The desktop PC will begin getting a makeover in the second half of 2004, with the movement creating "tumultuous transformations" in the PC industry, according to a new study. The changes, said Joe D'Elia of market-research firm iSuppli, will be driven by hardware form factor and interface improvements. "The year 2004 will bring tumultuous transformation to the market that will forever alter the nature and appearance of PCs," said D'Elia. "PC and motherboard makers [will] flood the market with a host of new products in 2004."

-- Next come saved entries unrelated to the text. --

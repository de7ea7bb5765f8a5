use byteorder::{
	LE,
	ReadBytesExt
};

use std::io::{
	Read,
	Seek,
	SeekFrom
};

use restx_core::{
	code_enum,
	io_ext::SectionExt,
	legacy::Format,
	Result
};

/// Bytes read from the start of a legacy texture
pub const SIZE: u32 = 0x1C;

code_enum! {
	pub enum TextureType {
		Texture = 0,
		CubeTexture = 1,
		VolumeTexture = 2,
	}
}

#[derive(Clone, Copy, Debug, PartialEq)]
pub struct Texture {
	pub format: Format,
	pub width: u16,
	pub height: u16,
	pub depth: u8,
	pub mip_levels: u8,
	pub ty: TextureType,
	pub flags: u8,
}

impl Texture {
	pub fn read<R>(buf: &mut R) -> Result<Texture>
	where
		R: Read + Seek,
	{
		buf.enter(0, SIZE)?;

		// 0x00-0x0f hold runtime pointers and the lock count
		buf.seek(SeekFrom::Start(0x10))?;

		Ok(Texture {
			format: buf.read_code_i32()?,
			width: buf.read_u16::<LE>()?,
			height: buf.read_u16::<LE>()?,
			depth: buf.read_u8()?,
			mip_levels: buf.read_u8()?,
			ty: buf.read_code_i8()?,
			flags: buf.read_u8()?,
		})
	}
}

D'Elia, iSuppli's PC market director, said the changes will bring smaller, more-robust desktops that offer major benefits to business users, because the result will be a smaller footprint on the desktop. Combined with flat-panel screens, the new PCs will leave desks with more space. A series of developments are combining to bring about the changes, with most of them centered on the new Balanced Technology Extended interface, said D'Elia. The BTX interface specification provides a flexible standards-based form factor foundation that supports the implementation of new desktop technologies, including PCI Express and Serial ATA. In addition, a move away from the PCI and AGP buses to the single PCI Express bus will come into play, as PC interfaces among processors, memory, and drives will work more efficiently together. With its 66-MHz speed, the PCI bus performed well when PC processors were in the 100- to 200-MHz range.
News source: Yahoo News!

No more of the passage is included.